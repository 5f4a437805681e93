/* This file is part of DarkFi (https://dark.fi)
 *
 * Copyright (C) 2020-2025 Dyne.org foundation
 *
 * This program is free software: you can redistribute it and/or modify
 * it under the terms of the GNU Affero General Public License as
 * published by the Free Software Foundation, either version 3 of the
 * License, or (at your option) any later version.
 *
 * This program is distributed in the hope that it will be useful,
 * but WITHOUT ANY WARRANTY; without even the implied warranty of
 * MERCHANTABILITY or FITNESS FOR A PARTICULAR PURPOSE.  See the
 * GNU Affero General Public License for more details.
 *
 * You should have received a copy of the GNU Affero General Public License
 * along with this program.  If not, see <https://www.gnu.org/licenses/>.
 */

//! JSON-RPC client-side implementation.
use std::time::Duration;

use smol::{io::BufReader, lock::Mutex, net::TcpStream};
use tinyjson::JsonValue;
use tracing::{debug, error, warn};
use url::Url;

use super::{
    common::{io_timeout, read_from_stream, write_to_stream, CONNECT_TIMEOUT, READ_TIMEOUT},
    jsonrpc::{JsonError, JsonRequest, JsonResponse, JsonResult},
};
use crate::{error::RpcError, Error, Result};

/// Both halves of an open connection. Kept behind one lock so a request
/// and its reply are never interleaved with another call.
struct RpcStream {
    reader: BufReader<TcpStream>,
    writer: TcpStream,
    /// Set after a read timed out, until a matching reply is read again
    desynced: bool,
}

/// JSON-RPC client over a line-delimited TCP connection.
pub struct RpcClient {
    endpoint: Url,
    stream: Mutex<RpcStream>,
    read_timeout: Duration,
}

impl RpcClient {
    /// Instantiate a new JSON-RPC client that will connect to the given URL.
    /// Only `tcp://` endpoints are supported.
    pub async fn new(endpoint: Url) -> Result<Self> {
        Self::with_timeout(endpoint, READ_TIMEOUT).await
    }

    /// Same as [`RpcClient::new`], with a custom reply timeout.
    pub async fn with_timeout(endpoint: Url, read_timeout: Duration) -> Result<Self> {
        if endpoint.scheme() != "tcp" {
            return Err(Error::UnsupportedTransport(endpoint.scheme().to_string()))
        }

        let Some(host) = endpoint.host_str() else {
            return Err(Error::ParseFailed("Endpoint has no host"))
        };
        let Some(port) = endpoint.port() else {
            return Err(Error::ParseFailed("Endpoint has no port"))
        };

        let stream = match io_timeout(CONNECT_TIMEOUT, TcpStream::connect((host, port))).await {
            Ok(s) => s,
            Err(e) if e.kind() == std::io::ErrorKind::TimedOut => {
                error!(target: "wasmdeploy::rpc", "Connection to {endpoint} timed out");
                return Err(Error::ConnectTimeout)
            }
            Err(e) => {
                error!(target: "wasmdeploy::rpc", "Connection to {endpoint} failed: {e}");
                return Err(Error::ConnectFailed)
            }
        };

        debug!(target: "wasmdeploy::rpc", "Connected to {endpoint}");

        let stream =
            RpcStream { reader: BufReader::new(stream.clone()), writer: stream, desynced: false };
        Ok(Self { endpoint, stream: Mutex::new(stream), read_timeout })
    }

    pub fn endpoint(&self) -> &Url {
        &self.endpoint
    }

    /// Send a given JSON-RPC request and wait for its reply. Returns the
    /// `result` member of a successful response.
    ///
    /// Replies carrying another id are leftovers of earlier requests that
    /// timed out, and are skipped along with notifications.
    pub async fn request(&self, req: JsonRequest) -> Result<JsonValue> {
        let req_str = req.stringify()?;
        debug!(target: "wasmdeploy::rpc", "--> {req_str}");

        let mut stream = self.stream.lock().await;

        if let Err(e) = write_to_stream(&mut stream.writer, &req_str).await {
            error!(target: "wasmdeploy::rpc", "Unable to send to {}: {e}", self.endpoint);
            return Err(Error::NetworkOperationFailed)
        }

        let mut buf = vec![];
        loop {
            let read = read_from_stream(&mut stream.reader, &mut buf);
            match io_timeout(self.read_timeout, read).await {
                Ok(_) => {}
                Err(e) if e.kind() == std::io::ErrorKind::ConnectionAborted => {
                    return Err(RpcError::ConnectionClosed.into())
                }
                Err(e) => {
                    // A late reply may still arrive, possibly cut in half
                    // by the timeout.
                    stream.desynced = true;
                    error!(target: "wasmdeploy::rpc", "Unable to read from {}: {e}", self.endpoint);
                    return Err(e.into())
                }
            }

            let reply: JsonValue = match String::from_utf8_lossy(&buf).parse() {
                Ok(v) => v,
                Err(e) if stream.desynced => {
                    warn!(target: "wasmdeploy::rpc", "Skipping unparseable stale line: {e}");
                    continue
                }
                Err(e) => return Err(e.into()),
            };
            debug!(target: "wasmdeploy::rpc", "<-- {}", reply.stringify()?);

            match JsonResult::try_from_value(&reply)? {
                JsonResult::Response(rep) if rep.id == req.id => {
                    stream.desynced = false;
                    return Ok(rep.result)
                }
                JsonResult::Error(e) if e.id == req.id => {
                    stream.desynced = false;
                    return Err(RpcError::ServerError(e.error.code, e.error.message).into())
                }
                JsonResult::Response(JsonResponse { id, .. }) |
                JsonResult::Error(JsonError { id, .. }) => {
                    warn!(
                        target: "wasmdeploy::rpc",
                        "Skipping stale reply {id}, waiting for {}", req.id,
                    );
                }
                JsonResult::Notification(n) => {
                    debug!(target: "wasmdeploy::rpc", "Ignoring notification \"{}\"", n.method);
                }
            }
        }
    }
}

### EXERCISE
Give the lines exactly as they stand, from the line with "return Ok(rep.result)" through the end of the material.

### EXERCISE RESULT
                    return Ok(rep.result)
                }
                JsonResult::Error(e) if e.id == req.id => {
                    stream.desynced = false;
                    return Err(RpcError::ServerError(e.error.code, e.error.message).into())
                }
                JsonResult::Response(JsonResponse { id, .. }) |
                JsonResult::Error(JsonError { id, .. }) => {
                    warn!(
                        target: "wasmdeploy::rpc",
                        "Skipping stale reply {id}, waiting for {}", req.id,
                    );
                }
                JsonResult::Notification(n) => {
                    debug!(target: "wasmdeploy::rpc", "Ignoring notification \"{}\"", n.method);
                }
            }
        }
    }
}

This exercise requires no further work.